Records for processing:
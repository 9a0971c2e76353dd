//! Mail port for application layer
//!
//! Defines the outbound mail interface. Implemented by transport adapters in
//! the infrastructure layer; one instance per configured transport.

use std::fmt;

use async_trait::async_trait;
#[cfg(test)]
use mockall::automock;
use serde::{Deserialize, Serialize};
use thiserror::Error;

/// Mail port errors, classified for retry decisions
#[derive(Debug, Clone, PartialEq, Eq, Error)]
pub enum MailError {
    /// Network failure, timeout or SMTP 4xx; may succeed on another try
    #[error("Transient mail failure: {0}")]
    Transient(String),

    /// Authentication, SMTP 5xx, invalid address or configuration
    #[error("Permanent mail failure: {0}")]
    Permanent(String),
}

impl MailError {
    /// Whether a retry could succeed
    pub const fn is_transient(&self) -> bool {
        matches!(self, Self::Transient(_))
    }
}

/// Identifier assigned to a sent message
#[derive(Debug, Clone, PartialEq, Eq, Hash, Serialize, Deserialize)]
#[serde(transparent)]
pub struct MessageId(String);

impl MessageId {
    /// Wrap a transport message id
    pub fn new(id: impl Into<String>) -> Self {
        Self(id.into())
    }

    /// The id as a string slice
    pub fn as_str(&self) -> &str {
        &self.0
    }
}

impl fmt::Display for MessageId {
    fn fmt(&self, f: &mut fmt::Formatter<'_>) -> fmt::Result {
        f.write_str(&self.0)
    }
}

/// A fully composed outbound message
#[derive(Debug, Clone, PartialEq, Eq, Serialize, Deserialize)]
pub struct OutgoingMail {
    /// Sender mailbox, e.g. `Website <noreply@example.com>`
    pub from: String,
    /// Primary recipient
    pub to: String,
    /// CC recipients
    pub cc: Vec<String>,
    /// Address replies should go to
    pub reply_to: Option<String>,
    /// Subject line
    pub subject: String,
    /// HTML body
    pub html: String,
    /// Plain-text body
    pub text: String,
}

impl OutgoingMail {
    /// Create a message with both bodies
    pub fn new(
        from: impl Into<String>,
        to: impl Into<String>,
        subject: impl Into<String>,
        html: impl Into<String>,
        text: impl Into<String>,
    ) -> Self {
        Self {
            from: from.into(),
            to: to.into(),
            cc: Vec::new(),
            reply_to: None,
            subject: subject.into(),
            html: html.into(),
            text: text.into(),
        }
    }

    /// Add CC recipients
    #[must_use]
    pub fn with_cc(mut self, cc: impl IntoIterator<Item = String>) -> Self {
        self.cc.extend(cc);
        self
    }

    /// Set the reply-to address
    #[must_use]
    pub fn with_reply_to(mut self, reply_to: impl Into<String>) -> Self {
        self.reply_to = Some(reply_to.into());
        self
    }
}

/// Mail port trait
///
/// A single outbound transport. The orchestrator holds a primary and an
/// optional alternate instance.
#[cfg_attr(test, automock)]
#[async_trait]
pub trait MailPort: Send + Sync {
    /// Send a message
    ///
    /// # Returns
    /// Message ID of the sent email
    async fn send(&self, mail: &OutgoingMail) -> Result<MessageId, MailError>;

    /// Check if the transport is reachable
    async fn is_available(&self) -> bool;

    /// Transport name used in logs
    fn name(&self) -> String;
}

#[cfg(test)]
mod tests {
    use super::*;

    fn _assert_object_safe(_: &dyn MailPort) {}

    #[test]
    fn trait_is_send_sync() {
        fn assert_send_sync<T: Send + Sync + ?Sized>() {}
        assert_send_sync::<dyn MailPort>();
    }

    #[test]
    fn classification() {
        assert!(MailError::Transient("421".to_string()).is_transient());
        assert!(!MailError::Permanent("550".to_string()).is_transient());
    }

    #[test]
    fn outgoing_mail_builder() {
        let mail = OutgoingMail::new("from@x.com", "to@x.com", "Subj", "<p>hi</p>", "hi")
            .with_cc(vec!["cc@x.com".to_string()])
            .with_reply_to("visitor@y.com");
        assert_eq!(mail.cc, vec!["cc@x.com"]);
        assert_eq!(mail.reply_to.as_deref(), Some("visitor@y.com"));
        assert_eq!(mail.subject, "Subj");
    }

    #[test]
    fn message_id_display() {
        let id = MessageId::new("<abc@host>");
        assert_eq!(id.to_string(), "<abc@host>");
        assert_eq!(id.as_str(), "<abc@host>");
    }

    #[tokio::test]
    async fn mock_mail_port_sends() {
        let mut mock = MockMailPort::new();
        mock.expect_send()
            .returning(|_| Ok(MessageId::new("m-1")));
        let mail = OutgoingMail::new("a@x.com", "b@x.com", "s", "h", "t");
        assert_eq!(mock.send(&mail).await.unwrap().as_str(), "m-1");
    }
}
//! Configuration validation module
//!
//! Startup checks that turn risky or incomplete configuration into logged
//! warnings. Critical findings block a production start.

pub mod startup;

pub use startup::{ALLOW_INSECURE_ENV, ConfigValidator, ConfigWarning, WarningSeverity};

What the task requires: The required output is the set of lines from the first line of the data through the line that contains "use mockall::automock;", transcribed exactly.

Task answer:
repository 9a0971c2e76353dd
//! Mail port for application layer
//!
//! Defines the outbound mail interface. Implemented by transport adapters in
//! the infrastructure layer; one instance per configured transport.

use std::fmt;

use async_trait::async_trait;
#[cfg(test)]
use mockall::automock;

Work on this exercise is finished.